Bitcoin used for personal investment

Some people are investing in bitcoin for the purpose of deriving a gain when bitcoin increases in value.  In this situation, any resulting realised gain may be taxed as ordinary income or as a capital gain, depending on the circumstances.  This means, the gain is only taxable when the bitcoin is either sold or exchanged for another currency.

Tax Determination 2014/26 (“TD 2014/26”) confirms that a bitcoin is a CGT asset.  It also considers whether the purchase and sale of bitcoin would be treated as ordinary income or as a capital gain for tax purposes.


Tax on ordinary income vs Tax on capital gain

If the gain on disposing of your bitcoin is taxed as ordinary income, it will be added to your other income (salary, interest, dividends etc) and taxed at your marginal tax rates.  The gain will not be eligible for the 50% CGT discount and cannot be offset against any capital losses.  However, if you make a loss on the bitcoin, it can be offset against your other income (salary, interest, dividends etc).

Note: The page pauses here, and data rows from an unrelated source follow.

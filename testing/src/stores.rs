//! In-memory providers.
//!
//! Each store keeps its data behind an `Arc<Mutex<_>>`, so clones share state
//! and every operation is atomic with respect to the others. Lock poisoning is
//! reported as [`StoreError::Database`].

use std::collections::HashMap;
use std::sync::atomic::{AtomicU32, Ordering};
use std::sync::{Arc, Mutex, MutexGuard, PoisonError};
use ticketing_core::providers::{BuyerDirectory, CatalogStore, StoreFuture, TicketStore};
use ticketing_core::{
    Buyer, BuyerId, EmailAddress, Event, EventId, Money, StoreError, Ticket, TicketCode,
    TicketStatus, Version,
};

fn poisoned<T>(_: PoisonError<T>) -> StoreError {
    StoreError::Database("lock poisoned".to_string())
}

/// Decrements `counter` if it is positive; returns whether it did.
fn take_one(counter: &AtomicU32) -> bool {
    counter
        .fetch_update(Ordering::SeqCst, Ordering::SeqCst, |n| n.checked_sub(1))
        .is_ok()
}

// ============================================================================
// Catalog
// ============================================================================

/// In-memory event catalog with version compare-and-swap.
#[derive(Debug, Clone, Default)]
pub struct InMemoryCatalogStore {
    events: Arc<Mutex<HashMap<EventId, Event>>>,
}

impl InMemoryCatalogStore {
    /// Create an empty catalog
    #[must_use]
    pub fn new() -> Self {
        Self::default()
    }

    fn lock(&self) -> Result<MutexGuard<'_, HashMap<EventId, Event>>, StoreError> {
        self.events.lock().map_err(poisoned)
    }

    /// Insert or replace an event
    pub fn insert_event(&self, event: Event) {
        self.events
            .lock()
            .unwrap_or_else(PoisonError::into_inner)
            .insert(event.id, event);
    }

    /// Change an event's price (availability and version untouched)
    pub fn set_price(&self, event_id: EventId, price: Money) {
        if let Some(event) = self
            .events
            .lock()
            .unwrap_or_else(PoisonError::into_inner)
            .get_mut(&event_id)
        {
            event.price = price;
        }
    }

    /// Current state of an event
    #[must_use]
    pub fn snapshot(&self, event_id: EventId) -> Option<Event> {
        self.events
            .lock()
            .unwrap_or_else(PoisonError::into_inner)
            .get(&event_id)
            .cloned()
    }
}

impl CatalogStore for InMemoryCatalogStore {
    fn get_event(&self, event_id: EventId) -> StoreFuture<'_, Event> {
        Box::pin(async move {
            self.lock()?
                .get(&event_id)
                .cloned()
                .ok_or(StoreError::EventNotFound(event_id))
        })
    }

    fn list_events(&self) -> StoreFuture<'_, Vec<Event>> {
        Box::pin(async move {
            let mut events: Vec<Event> = self.lock()?.values().cloned().collect();
            events.sort_by(|a, b| a.starts_at.cmp(&b.starts_at).then_with(|| a.name.cmp(&b.name)));
            Ok(events)
        })
    }

    fn update_availability(
        &self,
        event_id: EventId,
        new_available: u32,
        expected_version: Version,
    ) -> StoreFuture<'_, Version> {
        Box::pin(async move {
            let mut events = self.lock()?;
            let event = events
                .get_mut(&event_id)
                .ok_or(StoreError::EventNotFound(event_id))?;

            if event.version != expected_version {
                return Err(StoreError::VersionMismatch {
                    event_id,
                    expected: expected_version,
                    actual: event.version,
                });
            }
            if new_available > event.total_tickets {
                return Err(StoreError::CapacityViolation {
                    event_id,
                    available: new_available,
                    total: event.total_tickets,
                });
            }

            event.available_tickets = new_available;
            event.version = event.version.next();
            Ok(event.version)
        })
    }
}

/// Catalog wrapper that rejects the next `n` availability writes with a
/// version mismatch, as if another writer had committed first.
///
/// Writes let through by [`after_writes`](Self::after_writes) are served
/// before any conflict.
#[derive(Clone)]
pub struct ConflictingCatalogStore {
    inner: Arc<dyn CatalogStore>,
    passing: Arc<AtomicU32>,
    remaining: Arc<AtomicU32>,
    injected: Arc<AtomicU32>,
}

impl ConflictingCatalogStore {
    /// Wrap `inner`, failing its next `conflicts` writes
    #[must_use]
    pub fn new(inner: Arc<dyn CatalogStore>, conflicts: u32) -> Self {
        Self::after_writes(inner, 0, conflicts)
    }

    /// Wrap `inner`, letting `writes` writes through and failing the
    /// `conflicts` after them
    #[must_use]
    pub fn after_writes(inner: Arc<dyn CatalogStore>, writes: u32, conflicts: u32) -> Self {
        Self {
            inner,
            passing: Arc::new(AtomicU32::new(writes)),
            remaining: Arc::new(AtomicU32::new(conflicts)),
            injected: Arc::new(AtomicU32::new(0)),
        }
    }

    /// Arm `conflicts` more failures
    pub fn inject(&self, conflicts: u32) {
        self.remaining.fetch_add(conflicts, Ordering::SeqCst);
    }

    /// Number of conflicts returned so far
    #[must_use]
    pub fn injected_conflicts(&self) -> u32 {
        self.injected.load(Ordering::SeqCst)
    }
}

impl CatalogStore for ConflictingCatalogStore {
    fn get_event(&self, event_id: EventId) -> StoreFuture<'_, Event> {
        self.inner.get_event(event_id)
    }

    fn list_events(&self) -> StoreFuture<'_, Vec<Event>> {
        self.inner.list_events()
    }

    fn update_availability(
        &self,
        event_id: EventId,
        new_available: u32,
        expected_version: Version,
    ) -> StoreFuture<'_, Version> {
        if !take_one(&self.passing) && take_one(&self.remaining) {
            self.injected.fetch_add(1, Ordering::SeqCst);
            return Box::pin(async move {
                Err(StoreError::VersionMismatch {
                    event_id,
                    expected: expected_version,
                    actual: expected_version.next(),
                })
            });
        }
        self.inner
            .update_availability(event_id, new_available, expected_version)
    }
}

// ============================================================================
// Buyers
// ============================================================================

/// In-memory buyer directory keyed by normalized email.
#[derive(Debug, Clone, Default)]
pub struct InMemoryBuyerDirectory {
    buyers: Arc<Mutex<HashMap<EmailAddress, Buyer>>>,
    failing_creates: Arc<AtomicU32>,
}

impl InMemoryBuyerDirectory {
    /// Create an empty directory
    #[must_use]
    pub fn new() -> Self {
        Self::default()
    }

    /// Make the next `n` `create_if_absent` calls fail with a database error
    pub fn fail_next_creates(&self, n: u32) {
        self.failing_creates.fetch_add(n, Ordering::SeqCst);
    }

    /// Number of stored buyers
    #[must_use]
    pub fn len(&self) -> usize {
        self.buyers
            .lock()
            .unwrap_or_else(PoisonError::into_inner)
            .len()
    }

    /// Whether the directory is empty
    #[must_use]
    pub fn is_empty(&self) -> bool {
        self.len() == 0
    }
}

impl BuyerDirectory for InMemoryBuyerDirectory {
    fn find_by_email(&self, email: EmailAddress) -> StoreFuture<'_, Option<Buyer>> {
        Box::pin(async move { Ok(self.buyers.lock().map_err(poisoned)?.get(&email).cloned()) })
    }

    fn create_if_absent(&self, candidate: Buyer) -> StoreFuture<'_, Buyer> {
        Box::pin(async move {
            if take_one(&self.failing_creates) {
                return Err(StoreError::Database("injected buyer failure".to_string()));
            }
            let mut buyers = self.buyers.lock().map_err(poisoned)?;
            Ok(buyers
                .entry(candidate.email.clone())
                .or_insert(candidate)
                .clone())
        })
    }
}

// ============================================================================
// Tickets
// ============================================================================

/// In-memory ticket store keyed by code.
#[derive(Debug, Clone, Default)]
pub struct InMemoryTicketStore {
    tickets: Arc<Mutex<HashMap<TicketCode, Ticket>>>,
    failing_saves: Arc<AtomicU32>,
}

impl InMemoryTicketStore {
    /// Create an empty store
    #[must_use]
    pub fn new() -> Self {
        Self::default()
    }

    /// Make the next `n` saves fail with a database error
    pub fn fail_next_saves(&self, n: u32) {
        self.failing_saves.fetch_add(n, Ordering::SeqCst);
    }

    /// Every stored ticket, in no particular order
    #[must_use]
    pub fn all(&self) -> Vec<Ticket> {
        self.tickets
            .lock()
            .unwrap_or_else(PoisonError::into_inner)
            .values()
            .cloned()
            .collect()
    }
}

impl TicketStore for InMemoryTicketStore {
    fn save(&self, ticket: Ticket) -> StoreFuture<'_, ()> {
        Box::pin(async move {
            if take_one(&self.failing_saves) {
                return Err(StoreError::Database("injected save failure".to_string()));
            }
            let mut tickets = self.tickets.lock().map_err(poisoned)?;
            if tickets.contains_key(&ticket.code) {
                return Err(StoreError::DuplicateCode(ticket.code));
            }
            tickets.insert(ticket.code.clone(), ticket);
            Ok(())
        })
    }

    fn find_by_code(&self, code: TicketCode) -> StoreFuture<'_, Ticket> {
        Box::pin(async move {
            self.tickets
                .lock()
                .map_err(poisoned)?
                .get(&code)
                .cloned()
                .ok_or(StoreError::TicketNotFound(code))
        })
    }

    fn update_status(
        &self,
        code: TicketCode,
        expected: TicketStatus,
        new: TicketStatus,
    ) -> StoreFuture<'_, Ticket> {
        Box::pin(async move {
            let mut tickets = self.tickets.lock().map_err(poisoned)?;
            let Some(ticket) = tickets.get_mut(&code) else {
                return Err(StoreError::TicketNotFound(code));
            };
            if ticket.status != expected {
                return Err(StoreError::StatusMismatch {
                    code,
                    expected,
                    actual: ticket.status,
                });
            }
            ticket.status = new;
            Ok(ticket.clone())
        })
    }

    fn find_by_buyer(&self, buyer_id: BuyerId) -> StoreFuture<'_, Vec<Ticket>> {
        Box::pin(async move {
            let mut tickets: Vec<Ticket> = self
                .tickets
                .lock()
                .map_err(poisoned)?
                .values()
                .filter(|t| t.buyer_id == buyer_id)
                .cloned()
                .collect();
            tickets.sort_by(|a, b| {
                b.purchased_at
                    .cmp(&a.purchased_at)
                    .then_with(|| b.code.as_str().cmp(a.code.as_str()))
            });
            Ok(tickets)
        })
    }
}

Conversely, if the gain is taxed as a capital gain, it may be eligible for a 50% discount if the bitcoin has been held for more than 12 months.  It may be reduced by any current year or carried forward capital losses.  However, if it is regarded as a capital transaction, any losses will can only be offset against current or future capital gains.

Whether the transaction is ordinary income or a capital gain will depend on the facts and circumstances of each case. 


Your bitcoin profit – ordinary income (trader) or capital gain (investor)?

Paragraph 24 of TD 2014/26 suggests the following facts may indicate the transaction is capital in nature:

 A small amount of bitcoin was acquired as a hobby;

  • After two years the taxpayer decides to sell the bitcoin for a small profit.

The relevant factors from the example appear to be the amount invested, the time invested and the return on the investment.

Paragraph 22 of the determination sets out that the Commissioner considers that a gain on the sale of bitcoin will be ordinary income where the taxpayer entered into the transaction for the purpose of making a gain and the transaction entered into was a commercial transaction. 

Overall, the following factors will be considered when determining whether the transaction will be taxed as ordinary income or as a capital gain:

  • The amount of money invested;

  • The length of time the money was invested;

  • The original purpose of the investment;

  • The amount of profit derived on the sale;

  • Whether the bitcoin had any other use.


Exchanging bitcoin for another cryptocurrency

If you trade your bitcoin for another cryptocurrency, you are disposing of your bitcoin (which will be subject to Australian tax) and acquiring the new currency.



As you can see, the tax treatment of bitcoin transactions vary depending on the purpose and nature of each transaction.  It is important that you seek professional advice in relation to the tax implications before entering into any transactions. 


If you would like to discuss the tax implications of bitcoin, please call us on (07) 56656469.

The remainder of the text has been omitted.